ASSIGNMENT: Find the word "copy" in the listing; pull out each line holding it.

SUPPLIED ENTRIES:
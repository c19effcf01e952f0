//! Inbox scanner.
//!
//! The inbox is a directory of per-document folders, each carrying a
//! `meta.json` with the document id, capture time, ordered input files,
//! and source metadata. One sweep runs per orchestrator tick: valid new
//! folders become `pending` document rows (plus their user tags and a
//! metadata artifact copy); invalid folders are skipped with an event
//! and no row. A `.registered` marker makes repeat sweeps cheap, but the
//! DB unique id is what actually guarantees at-most-once registration.

use std::path::{Path, PathBuf};

use anyhow::Context;
use serde::Deserialize;
use serde_json::json;
use tracing::{info, warn};
use uuid::Uuid;

use crate::artifacts::ArtifactStore;
use crate::db::{Database, NewEvent};
use crate::types::{EventCategory, TagOrigin};

/// Marker file dropped into a folder after successful registration.
const REGISTERED_MARKER: &str = ".registered";

/// `meta.json` as deposited by the capture side.
#[derive(Debug, Clone, Deserialize)]
pub struct InboxMeta {
    /// Document UUID.
    pub id: Uuid,
    /// Capture time (RFC 3339).
    pub created_at: String,
    /// Ordered input files.
    #[serde(default)]
    pub documents: Vec<InboxFile>,
    /// Source metadata.
    #[serde(default)]
    pub metadata: InboxMetadata,
}

/// One input file entry in `meta.json`.
#[derive(Debug, Clone, Deserialize)]
pub struct InboxFile {
    /// File name within the folder.
    pub file: String,
    /// Capture type hint (e.g. "image", "text").
    #[serde(rename = "type", default)]
    pub file_type: String,
    /// Position within the document.
    #[serde(default)]
    pub order: i64,
}

/// The `metadata` object in `meta.json`.
#[derive(Debug, Clone, Default, Deserialize)]
pub struct InboxMetadata {
    /// Where the capture came from.
    #[serde(default)]
    pub source: String,
    /// User-supplied tags.
    #[serde(default)]
    pub tags: Vec<String>,
}

/// Scans the inbox directory and registers new documents.
#[derive(Debug, Clone)]
pub struct InboxScanner {
    db: Database,
    artifacts: ArtifactStore,
    inbox_dir: PathBuf,
    user_id: String,
}

impl InboxScanner {
    /// Create a scanner over `inbox_dir`, creating it if missing.
    ///
    /// # Errors
    ///
    /// Returns an error if the inbox directory cannot be created.
    pub fn new(
        db: Database,
        artifacts: ArtifactStore,
        inbox_dir: &Path,
        user_id: &str,
    ) -> anyhow::Result<Self> {
        std::fs::create_dir_all(inbox_dir)
            .with_context(|| format!("failed to create inbox dir {}", inbox_dir.display()))?;
        Ok(Self {
            db,
            artifacts,
            inbox_dir: inbox_dir.to_path_buf(),
            user_id: user_id.to_owned(),
        })
    }

    /// One sweep over the inbox; returns how many documents were newly
    /// registered.
    ///
    /// # Errors
    ///
    /// Returns an error only on database failure; malformed folders are
    /// logged and skipped.
    pub async fn sweep(&self) -> anyhow::Result<usize> {
        let mut registered: usize = 0;

        let entries = std::fs::read_dir(&self.inbox_dir).with_context(|| {
            format!("failed to read inbox dir {}", self.inbox_dir.display())
        })?;

        for entry in entries {
            let entry = match entry {
                Ok(e) => e,
                Err(e) => {
                    warn!(error = %e, "skipping unreadable inbox entry");
                    continue;
                }
            };
            let folder = entry.path();
            if !folder.is_dir() {
                continue;
            }
            if folder.join(REGISTERED_MARKER).exists() {
                continue;
            }

            if self.register_folder(&folder).await? {
                registered = registered.saturating_add(1);
            }
        }

        if registered > 0 {
            info!(count = registered, "registered new inbox documents");
        }
        Ok(registered)
    }

    /// Validate and register one folder. Returns whether a new document
    /// row was created.
    async fn register_folder(&self, folder: &Path) -> anyhow::Result<bool> {
        let folder_name = folder
            .file_name()
            .map(|n| n.to_string_lossy().to_string())
            .unwrap_or_else(|| folder.display().to_string());

        let meta = match self.read_meta(folder).await {
            Ok(meta) => meta,
            Err(reason) => {
                warn!(folder = %folder_name, %reason, "skipping invalid inbox folder");
                self.db
                    .log_event(&NewEvent {
                        category: EventCategory::Inbox,
                        event_type: "invalid_folder".to_owned(),
                        details: json!({ "folder": folder_name, "reason": reason.to_string() }),
                        user_id: self.user_id.clone(),
                        ..NewEvent::default()
                    })
                    .await?;
                return Ok(false);
            }
        };

        let doc_id = meta.id.to_string();
        let inserted = self
            .db
            .register_document(
                &doc_id,
                &folder_name,
                &folder.display().to_string(),
                &self.user_id,
            )
            .await?;

        if inserted {
            for tag in &meta.metadata.tags {
                self.db
                    .tag_document(&doc_id, tag, TagOrigin::User)
                    .await?;
            }

            if let Ok(raw) = tokio::fs::read_to_string(folder.join("meta.json")).await {
                if let Err(e) = self.artifacts.write_meta(&doc_id, &raw).await {
                    warn!(document_id = %doc_id, error = %e, "failed to copy inbox metadata artifact");
                }
            }

            self.db
                .log_event(&NewEvent {
                    category: EventCategory::Inbox,
                    event_type: "document_registered".to_owned(),
                    document_id: Some(doc_id.clone()),
                    details: json!({
                        "folder": folder_name,
                        "source": meta.metadata.source,
                        "tags": meta.metadata.tags,
                        "files": meta.documents.len(),
                    }),
                    user_id: self.user_id.clone(),
                    ..NewEvent::default()
                })
                .await?;
        }

        // Marker is written even for an already-known id so the next
        // sweep skips the folder without a DB round trip.
        if let Err(e) = std::fs::write(folder.join(REGISTERED_MARKER), doc_id.as_bytes()) {
            warn!(folder = %folder_name, error = %e, "failed to write registration marker");
        }

        Ok(inserted)
    }

    /// Parse and validate `meta.json` for a folder.
    async fn read_meta(&self, folder: &Path) -> anyhow::Result<InboxMeta> {
        let meta_path = folder.join("meta.json");
        let raw = tokio::fs::read_to_string(&meta_path)
            .await
            .map_err(|e| anyhow::anyhow!("missing or unreadable meta.json: {e}"))?;

        let meta: InboxMeta =
            serde_json::from_str(&raw).map_err(|e| anyhow::anyhow!("malformed meta.json: {e}"))?;

        chrono::DateTime::parse_from_rfc3339(&meta.created_at)
            .map_err(|e| anyhow::anyhow!("invalid created_at: {e}"))?;

        for doc in &meta.documents {
            let path = folder.join(&doc.file);
            if !path.is_file() {
                anyhow::bail!("listed file missing: {}", doc.file);
            }
        }

        Ok(meta)
    }
}

#[cfg(test)]
mod tests {
    use super::*;
    use crate::types::DocumentStatus;

    async fn scanner(dir: &Path) -> (InboxScanner, Database) {
        let db = Database::open_in_memory().await.expect("db");
        let artifacts =
            ArtifactStore::new(&dir.join("artifacts")).expect("artifact store");
        let scanner = InboxScanner::new(db.clone(), artifacts, &dir.join("inbox"), "local")
            .expect("scanner");
        (scanner, db)
    }

    fn write_folder(inbox: &Path, name: &str, id: &str, tags: &[&str], files: &[(&str, &str)]) {
        let folder = inbox.join(name);
        std::fs::create_dir_all(&folder).expect("folder");
        for (file, content) in files {
            std::fs::write(folder.join(file), content).expect("file");
        }
        let file_entries: Vec<serde_json::Value> = files
            .iter()
            .enumerate()
            .map(|(i, (file, _))| json!({ "file": file, "type": "text", "order": i }))
            .collect();
        let meta = json!({
            "id": id,
            "created_at": "2026-07-01T10:00:00+00:00",
            "documents": file_entries,
            "metadata": { "source": "scanner", "tags": tags },
        });
        std::fs::write(folder.join("meta.json"), meta.to_string()).expect("meta");
    }

    #[tokio::test]
    async fn registers_valid_folder_with_tags() {
        let dir = tempfile::tempdir().expect("tempdir");
        let (scanner, db) = scanner(dir.path()).await;
        write_folder(
            &dir.path().join("inbox"),
            "bill_x",
            "00000000-0000-0000-0000-000000000001",
            &["bill", "utilities"],
            &[("bill.txt", "Total due: $42")],
        );

        let registered = scanner.sweep().await.expect("sweep");
        assert_eq!(registered, 1);

        let doc = db
            .document("00000000-0000-0000-0000-000000000001")
            .await
            .expect("get")
            .expect("exists");
        assert_eq!(doc.status(), DocumentStatus::Pending);
        assert_eq!(doc.filename, "bill_x");

        let tags = db
            .document_tags("00000000-0000-0000-0000-000000000001")
            .await
            .expect("tags");
        let names: Vec<&str> = tags.iter().map(|t| t.tag_normalized.as_str()).collect();
        assert_eq!(names, vec!["bill", "utilities"]);
    }

    #[tokio::test]
    async fn repeat_sweep_is_a_no_op() {
        let dir = tempfile::tempdir().expect("tempdir");
        let (scanner, _db) = scanner(dir.path()).await;
        write_folder(
            &dir.path().join("inbox"),
            "bill_x",
            "00000000-0000-0000-0000-000000000002",
            &[],
            &[("bill.txt", "x")],
        );

        assert_eq!(scanner.sweep().await.expect("sweep"), 1);
        assert_eq!(scanner.sweep().await.expect("second sweep"), 0);
        assert!(dir
            .path()
            .join("inbox/bill_x")
            .join(REGISTERED_MARKER)
            .exists());
    }

    #[tokio::test]
    async fn invalid_folder_is_skipped_with_event_and_no_row() {
        let dir = tempfile::tempdir().expect("tempdir");
        let (scanner, db) = scanner(dir.path()).await;
        let inbox = dir.path().join("inbox");
        std::fs::create_dir_all(inbox.join("no_meta")).expect("folder");
        std::fs::write(inbox.join("no_meta/scan.txt"), "text").expect("file");

        assert_eq!(scanner.sweep().await.expect("sweep"), 0);

        let docs: (i64,) = sqlx::query_as("SELECT COUNT(*) FROM documents")
            .fetch_one(db.pool())
            .await
            .expect("count");
        assert_eq!(docs.0, 0);
        assert_eq!(
            db.count_events(EventCategory::Inbox).await.expect("count"),
            1
        );
    }

    #[tokio::test]
    async fn listed_but_missing_file_invalidates_folder() {
        let dir = tempfile::tempdir().expect("tempdir");
        let (scanner, db) = scanner(dir.path()).await;
        let inbox = dir.path().join("inbox");
        let folder = inbox.join("partial");
        std::fs::create_dir_all(&folder).expect("folder");
        let meta = json!({
            "id": "00000000-0000-0000-0000-000000000003",
            "created_at": "2026-07-01T10:00:00+00:00",
            "documents": [{ "file": "page1.txt", "type": "text", "order": 0 }],
            "metadata": { "source": "scanner", "tags": [] },
        });
        std::fs::write(folder.join("meta.json"), meta.to_string()).expect("meta");

        assert_eq!(scanner.sweep().await.expect("sweep"), 0);
        assert!(db
            .document("00000000-0000-0000-0000-000000000003")
            .await
            .expect("get")
            .is_none());
    }

    #[tokio::test]
    async fn metadata_artifact_is_copied() {
        let dir = tempfile::tempdir().expect("tempdir");
        let (scanner, _db) = scanner(dir.path()).await;
        write_folder(
            &dir.path().join("inbox"),
            "bill_y",
            "00000000-0000-0000-0000-000000000004",
            &["bill"],
            &[("bill.txt", "x")],
        );

        scanner.sweep().await.expect("sweep");
        assert!(dir
            .path()
            .join("artifacts/00000000-0000-0000-0000-000000000004_meta.json")
            .exists());
    }
}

SOLVED EXERCISE:
//! metadata artifact copy); invalid folders are skipped with an event
                    warn!(document_id = %doc_id, error = %e, "failed to copy inbox metadata artifact");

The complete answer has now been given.